Content starts

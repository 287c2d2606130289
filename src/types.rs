use serde::{Deserialize, Serialize};

/// Tenant identifier — extracted from the database name, e.g. `"acme"` from
/// `griddle_user_acme`.
pub type TenantId = String;
/// Document identifier — the primary store's `_id`, reused verbatim as the
/// index document id so upserts stay idempotent.
pub type DocumentId = String;

/// Opaque change-feed position. Tokens are ordered by the primary store and
/// only ever handed back to it for resumption — never parsed or compared
/// arithmetically here.
#[derive(Debug, Clone, PartialEq, Eq, Serialize, Deserialize)]
#[serde(transparent)]
pub struct SequenceToken(pub String);

impl SequenceToken {
    /// Beginning-of-feed sentinel. Resuming from here replays the entire
    /// change history of a database.
    pub fn zero() -> Self {
        SequenceToken("0".to_string())
    }

    pub fn as_str(&self) -> &str {
        &self.0
    }
}

impl std::fmt::Display for SequenceToken {
    fn fmt(&self, f: &mut std::fmt::Formatter<'_>) -> std::fmt::Result {
        f.write_str(&self.0)
    }
}

impl From<&str> for SequenceToken {
    fn from(s: &str) -> Self {
        SequenceToken(s.to_string())
    }
}

/// What a syncable database holds, derived from its name.
#[derive(Debug, Clone, Copy, PartialEq, Eq, Hash, Serialize, Deserialize)]
#[serde(rename_all = "snake_case")]
pub enum DatabaseKind {
    UserData,
    AuditLog,
}

impl DatabaseKind {
    pub fn as_str(&self) -> &'static str {
        match self {
            DatabaseKind::UserData => "user_data",
            DatabaseKind::AuditLog => "audit_log",
        }
    }
}

impl std::fmt::Display for DatabaseKind {
    fn fmt(&self, f: &mut std::fmt::Formatter<'_>) -> std::fmt::Result {
        f.write_str(self.as_str())
    }
}

/// Split a database name into kind and tenant id per the naming convention:
/// `<prefix>_user_<tenant>` and `<prefix>_audit_<tenant>`. Any other name is
/// not syncable and returns `None`.
pub fn parse_database_name(prefix: &str, name: &str) -> Option<(DatabaseKind, TenantId)> {
    let user_prefix = format!("{}_user_", prefix);
    let audit_prefix = format!("{}_audit_", prefix);

    if let Some(tenant) = name.strip_prefix(&user_prefix) {
        if !tenant.is_empty() {
            return Some((DatabaseKind::UserData, tenant.to_string()));
        }
    }
    if let Some(tenant) = name.strip_prefix(&audit_prefix) {
        if !tenant.is_empty() {
            return Some((DatabaseKind::AuditLog, tenant.to_string()));
        }
    }
    None
}

/// Concrete index name for a schema version. The alias name is the database
/// name itself; versioned indices hang off it as `<alias>_v<N>`.
pub fn versioned_index_name(alias: &str, version: u32) -> String {
    format!("{}_v{}", alias, version)
}

/// One entry from a change feed. Transient — exists only for the duration of
/// a single processing step.
#[derive(Debug, Clone)]
pub struct ChangeEvent {
    pub seq: SequenceToken,
    pub id: DocumentId,
    pub deleted: bool,
    /// Full document body; absent for pure deletions.
    pub doc: Option<serde_json::Value>,
}

/// A not-yet-flushed index write. Requeued verbatim if the bulk write that
/// carried it fails.
#[derive(Debug, Clone, PartialEq)]
pub enum PendingOperation {
    Upsert {
        index: String,
        doc_id: DocumentId,
        document: serde_json::Value,
    },
    Delete {
        index: String,
        doc_id: DocumentId,
    },
}

impl PendingOperation {
    pub fn index(&self) -> &str {
        match self {
            PendingOperation::Upsert { index, .. } => index,
            PendingOperation::Delete { index, .. } => index,
        }
    }

    pub fn doc_id(&self) -> &str {
        match self {
            PendingOperation::Upsert { doc_id, .. } => doc_id,
            PendingOperation::Delete { doc_id, .. } => doc_id,
        }
    }
}

/// Read-only snapshot of one watched database, for the status surface.
#[derive(Debug, Clone, Serialize, Deserialize)]
pub struct DatabaseSummary {
    pub database: String,
    pub index: String,
    pub kind: DatabaseKind,
    pub tenant_id: TenantId,
    pub last_seq: SequenceToken,
}

/// Status surface exposed to the embedding service. Counts and tokens only;
/// detailed errors go to logs.
#[derive(Debug, Clone, Serialize, Deserialize)]
pub struct SyncStatus {
    pub initialized: bool,
    pub pending_operations: usize,
    pub databases: Vec<DatabaseSummary>,
}

#[cfg(test)]
mod tests {
    use super::*;

    #[test]
    fn test_parse_user_database() {
        let parsed = parse_database_name("griddle", "griddle_user_acme");
        assert_eq!(parsed, Some((DatabaseKind::UserData, "acme".to_string())));
    }

    #[test]
    fn test_parse_audit_database() {
        let parsed = parse_database_name("griddle", "griddle_audit_acme");
        assert_eq!(parsed, Some((DatabaseKind::AuditLog, "acme".to_string())));
    }

    #[test]
    fn test_parse_ignores_other_names() {
        assert_eq!(parse_database_name("griddle", "griddle_internal"), None);
        assert_eq!(parse_database_name("griddle", "_replicator"), None);
        assert_eq!(parse_database_name("griddle", "other_user_acme"), None);
        assert_eq!(parse_database_name("griddle", "griddle_user_"), None);
    }

    #[test]
    fn test_parse_tenant_with_underscores() {
        let parsed = parse_database_name("app", "app_user_acme_corp");
        assert_eq!(
            parsed,
            Some((DatabaseKind::UserData, "acme_corp".to_string()))
        );
    }

    #[test]
    fn test_versioned_index_name() {
        assert_eq!(versioned_index_name("griddle_user_acme", 3), "griddle_user_acme_v3");
    }

    #[test]
    fn test_sequence_token_zero() {
        assert_eq!(SequenceToken::zero().as_str(), "0");
    }
}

Content ends

■ PROBLEM TO SOLVE: When you reach the end of the data, retype all of it exactly.

■ ANSWER TO THIS TASK:
repository 287c2d2606130289
filename src/types.rs
use serde::{Deserialize, Serialize};

/// Tenant identifier — extracted from the database name, e.g. `"acme"` from
/// `griddle_user_acme`.
pub type TenantId = String;
/// Document identifier — the primary store's `_id`, reused verbatim as the
/// index document id so upserts stay idempotent.
pub type DocumentId = String;

/// Opaque change-feed position. Tokens are ordered by the primary store and
/// only ever handed back to it for resumption — never parsed or compared
/// arithmetically here.
#[derive(Debug, Clone, PartialEq, Eq, Serialize, Deserialize)]
#[serde(transparent)]
pub struct SequenceToken(pub String);

impl SequenceToken {
    /// Beginning-of-feed sentinel. Resuming from here replays the entire
    /// change history of a database.
    pub fn zero() -> Self {
        SequenceToken("0".to_string())
    }

    pub fn as_str(&self) -> &str {
        &self.0
    }
}

impl std::fmt::Display for SequenceToken {
    fn fmt(&self, f: &mut std::fmt::Formatter<'_>) -> std::fmt::Result {
        f.write_str(&self.0)
    }
}

impl From<&str> for SequenceToken {
    fn from(s: &str) -> Self {
        SequenceToken(s.to_string())
    }
}

/// What a syncable database holds, derived from its name.
#[derive(Debug, Clone, Copy, PartialEq, Eq, Hash, Serialize, Deserialize)]
#[serde(rename_all = "snake_case")]
pub enum DatabaseKind {
    UserData,
    AuditLog,
}

impl DatabaseKind {
    pub fn as_str(&self) -> &'static str {
        match self {
            DatabaseKind::UserData => "user_data",
            DatabaseKind::AuditLog => "audit_log",
        }
    }
}

impl std::fmt::Display for DatabaseKind {
    fn fmt(&self, f: &mut std::fmt::Formatter<'_>) -> std::fmt::Result {
        f.write_str(self.as_str())
    }
}

/// Split a database name into kind and tenant id per the naming convention:
/// `<prefix>_user_<tenant>` and `<prefix>_audit_<tenant>`. Any other name is
/// not syncable and returns `None`.
pub fn parse_database_name(prefix: &str, name: &str) -> Option<(DatabaseKind, TenantId)> {
    let user_prefix = format!("{}_user_", prefix);
    let audit_prefix = format!("{}_audit_", prefix);

    if let Some(tenant) = name.strip_prefix(&user_prefix) {
        if !tenant.is_empty() {
            return Some((DatabaseKind::UserData, tenant.to_string()));
        }
    }
    if let Some(tenant) = name.strip_prefix(&audit_prefix) {
        if !tenant.is_empty() {
            return Some((DatabaseKind::AuditLog, tenant.to_string()));
        }
    }
    None
}

/// Concrete index name for a schema version. The alias name is the database
/// name itself; versioned indices hang off it as `<alias>_v<N>`.
pub fn versioned_index_name(alias: &str, version: u32) -> String {
    format!("{}_v{}", alias, version)
}

/// One entry from a change feed. Transient — exists only for the duration of
/// a single processing step.
#[derive(Debug, Clone)]
pub struct ChangeEvent {
    pub seq: SequenceToken,
    pub id: DocumentId,
    pub deleted: bool,
    /// Full document body; absent for pure deletions.
    pub doc: Option<serde_json::Value>,
}

/// A not-yet-flushed index write. Requeued verbatim if the bulk write that
/// carried it fails.
#[derive(Debug, Clone, PartialEq)]
pub enum PendingOperation {
    Upsert {
        index: String,
        doc_id: DocumentId,
        document: serde_json::Value,
    },
    Delete {
        index: String,
        doc_id: DocumentId,
    },
}

impl PendingOperation {
    pub fn index(&self) -> &str {
        match self {
            PendingOperation::Upsert { index, .. } => index,
            PendingOperation::Delete { index, .. } => index,
        }
    }

    pub fn doc_id(&self) -> &str {
        match self {
            PendingOperation::Upsert { doc_id, .. } => doc_id,
            PendingOperation::Delete { doc_id, .. } => doc_id,
        }
    }
}

/// Read-only snapshot of one watched database, for the status surface.
#[derive(Debug, Clone, Serialize, Deserialize)]
pub struct DatabaseSummary {
    pub database: String,
    pub index: String,
    pub kind: DatabaseKind,
    pub tenant_id: TenantId,
    pub last_seq: SequenceToken,
}

/// Status surface exposed to the embedding service. Counts and tokens only;
/// detailed errors go to logs.
#[derive(Debug, Clone, Serialize, Deserialize)]
pub struct SyncStatus {
    pub initialized: bool,
    pub pending_operations: usize,
    pub databases: Vec<DatabaseSummary>,
}

#[cfg(test)]
mod tests {
    use super::*;

    #[test]
    fn test_parse_user_database() {
        let parsed = parse_database_name("griddle", "griddle_user_acme");
        assert_eq!(parsed, Some((DatabaseKind::UserData, "acme".to_string())));
    }

    #[test]
    fn test_parse_audit_database() {
        let parsed = parse_database_name("griddle", "griddle_audit_acme");
        assert_eq!(parsed, Some((DatabaseKind::AuditLog, "acme".to_string())));
    }

    #[test]
    fn test_parse_ignores_other_names() {
        assert_eq!(parse_database_name("griddle", "griddle_internal"), None);
        assert_eq!(parse_database_name("griddle", "_replicator"), None);
        assert_eq!(parse_database_name("griddle", "other_user_acme"), None);
        assert_eq!(parse_database_name("griddle", "griddle_user_"), None);
    }

    #[test]
    fn test_parse_tenant_with_underscores() {
        let parsed = parse_database_name("app", "app_user_acme_corp");
        assert_eq!(
            parsed,
            Some((DatabaseKind::UserData, "acme_corp".to_string()))
        );
    }

    #[test]
    fn test_versioned_index_name() {
        assert_eq!(versioned_index_name("griddle_user_acme", 3), "griddle_user_acme_v3");
    }

    #[test]
    fn test_sequence_token_zero() {
        assert_eq!(SequenceToken::zero().as_str(), "0");
    }
}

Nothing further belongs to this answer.